▶ WHAT YOU ARE ASKED TO DO: Copy the lines below exactly. Start at the first and finish with the line containing "pub fn seed_hotels(&self)".

▶ DATA UNDER STUDY:
use api::backend::BackendService;
use api::time::TimeSource;

pub mod mock;
use api::{Config, telemetry};
use jiff::civil::Date;
use jiff::tz::TimeZone;
use payloads::{
    Hotel, HotelId, PaymentStatus, RateCalendarEntry, Reservation,
    ReservationId, ReservationStatus, RoomType, requests::RoomRequest,
};
use reqwest::StatusCode;
use rust_decimal::Decimal;
use tracing_log::LogTracer;
use tracing_subscriber::util::SubscriberInitExt;

pub struct TestApp {
    #[allow(unused)]
    pub port: u16,
    pub client: payloads::APIClient,
    pub time_source: TimeSource,
    /// The in-memory booking backend the app talks to.
    pub backend: BackendService,
}

/// Functions to populate test data
///
/// Using anyhow::Result lets us get a backtrace from when the error was fist
/// converted to anyhow::Result. Run with RUST_BACKTRACE=1 to view.
impl TestApp {
    /// Insert the two sample hotels.
    pub fn seed_hotels(&self) -> (Hotel, Hotel) {
        let seaside = seaside_hotel();
        let harbor = harbor_hotel();
        self.backend.insert_hotel(seaside.clone());
        self.backend.insert_hotel(harbor.clone());
        (seaside, harbor)
    }

    /// Insert a confirmed, unpaid reservation priced from the hotel's rates.
    pub fn book(
        &self,
        hotel: &Hotel,
        booking: Booking,
    ) -> anyhow::Result<Reservation> {
        let picked = pricing::price_rooms(
            hotel,
            &booking.rooms,
            booking.checkin,
            booking.checkout,
        )?;
        let summary = pricing::summarize(&picked)?;
        let reservation = Reservation {
            id: ReservationId(booking.id.clone()),
            confirmation_number: format!("HB-{}", booking.id),
            name: booking.guest.clone(),
            phone: "555-0100".into(),
            email: format!(
                "{}@example.com",
                booking.guest.to_lowercase().replace(' ', ".")
            ),
            hotel_id: hotel.id.clone(),
            hotel_name: hotel.name.clone(),
            status: ReservationStatus::Confirmed,
            checkin_date: booking.checkin,
            checkout_date: booking.checkout,
            payment_status: PaymentStatus::Unpaid,
            total_amount: summary.total_amount,
            paid_amount: Decimal::ZERO,
            commission: summary.total_commission,
            picked_rooms_type: picked,
            paid_onsite: false,
            payment_triggered: false,
            created_at: self.time_source.now(),
        };
        self.backend.insert_reservation(reservation.clone());
        Ok(reservation)
    }

    /// The mocked "today" seen by the app.
    pub fn today(&self) -> Date {
        self.time_source.today(&TimeZone::UTC)
    }
}

/// What to book with [`TestApp::book`].
#[derive(Debug, Clone)]
pub struct Booking {
    pub id: String,
    pub guest: String,
    pub checkin: Date,
    pub checkout: Date,
    pub rooms: Vec<RoomRequest>,
}

impl Booking {
    /// One double room.
    pub fn new(id: &str, guest: &str, checkin: Date, checkout: Date) -> Self {
        Self {
            id: id.into(),
            guest: guest.into(),
            checkin,
            checkout,
            rooms: vec![room("dbl", 1)],
        }
    }

    pub fn rooms(mut self, rooms: Vec<RoomRequest>) -> Self {
        self.rooms = rooms;
        self
    }
}

pub fn room(room_type: &str, count: u32) -> RoomRequest {
    RoomRequest {
        room_type: room_type.into(),
        count,
    }
}

fn room_type(
    key: &str,
    display_name: &str,
    price: i64,
    root_price: i64,
    commission_rate: i64,
) -> RoomType {
    RoomType {
        room_type: key.into(),
        display_name: display_name.into(),
        price: Decimal::from(price),
        root_price: Decimal::from(root_price),
        commission_rate: Decimal::from(commission_rate),
        rate_calendar: vec![],
    }
}

/// Doubles at 100 (root 80, 10%) with a 150 (root 120) night on 2025-01-02,
/// and suites at 200 (root 160, 15%).
pub fn seaside_hotel() -> Hotel {
    let mut double = room_type("dbl", "Double", 100, 80, 10);
    double.rate_calendar = vec![RateCalendarEntry {
        date: "2025-01-02".into(),
        price: Some(Decimal::from(150)),
        root_price: Some(Decimal::from(120)),
        commission_rate: Some(Decimal::from(10)),
    }];
    Hotel {
        id: HotelId("h-seaside".into()),
        name: "Seaside Inn".into(),
        city: Some("Nice".into()),
        room_types: vec![double, room_type("suite", "Suite", 200, 160, 15)],
    }
}

/// Doubles at 90 (root 70, 10%) and twins at 80 (root 60, 10%).
pub fn harbor_hotel() -> Hotel {
    Hotel {
        id: HotelId("h-harbor".into()),
        name: "Harbor Hotel".into(),
        city: Some("Marseille".into()),
        room_types: vec![
            room_type("dbl", "Double", 90, 70, 10),
            room_type("twin", "Twin", 80, 60, 10),
        ],
    }
}

pub async fn spawn_app_on_port(port: u16) -> TestApp {
    let subscriber = telemetry::get_subscriber("error".into());
    let _ = LogTracer::init();
    let _ = subscriber.try_init();

    #[cfg(any(feature = "mock-time", test))]
    let time_source = TimeSource::new("2025-01-01T00:00:00Z".parse().unwrap());

    #[cfg(not(any(feature = "mock-time", test)))]
    let time_source = TimeSource::new();

    let mut config = Config {
        backend_url: "http://127.0.0.1:9".into(),
        backend_token: secrecy::SecretBox::new(Box::new(
            "test-token".to_string(),
        )),
        ip: "127.0.0.1".into(),
        port,
        allowed_origins: vec!["*".to_string()],
        time_zone: TimeZone::UTC,
    };
    let backend = BackendService::new(&config);

    let server =
        api::build(&mut config, time_source.clone(), backend.clone()).unwrap();
    tokio::spawn(server);

    TestApp {
        port: config.port,
        client: payloads::APIClient {
            address: format!("http://127.0.0.1:{}", config.port),
            inner_client: reqwest::Client::new(),
        },
        time_source,
        backend,
    }
}

/// Launch the server on an OS-assigned port with an empty mock backend.
pub async fn spawn_app() -> TestApp {
    spawn_app_on_port(0).await
}

/// Assert that the result of an API action results in a specific status code.
pub fn assert_status_code<T>(
    result: Result<T, payloads::ClientError>,
    expected: StatusCode,
) {
    match result {
        Err(payloads::ClientError::APIError(code, _)) => {
            assert_eq!(code, expected)
        }
        _ => panic!("Expected APIError"),
    };
}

▶ SOLUTION TO THE PROBLEM:
use api::backend::BackendService;
use api::time::TimeSource;

pub mod mock;
use api::{Config, telemetry};
use jiff::civil::Date;
use jiff::tz::TimeZone;
use payloads::{
    Hotel, HotelId, PaymentStatus, RateCalendarEntry, Reservation,
    ReservationId, ReservationStatus, RoomType, requests::RoomRequest,
};
use reqwest::StatusCode;
use rust_decimal::Decimal;
use tracing_log::LogTracer;
use tracing_subscriber::util::SubscriberInitExt;

pub struct TestApp {
    #[allow(unused)]
    pub port: u16,
    pub client: payloads::APIClient,
    pub time_source: TimeSource,
    /// The in-memory booking backend the app talks to.
    pub backend: BackendService,
}

/// Functions to populate test data
///
/// Using anyhow::Result lets us get a backtrace from when the error was fist
/// converted to anyhow::Result. Run with RUST_BACKTRACE=1 to view.
impl TestApp {
    /// Insert the two sample hotels.
    pub fn seed_hotels(&self) -> (Hotel, Hotel) {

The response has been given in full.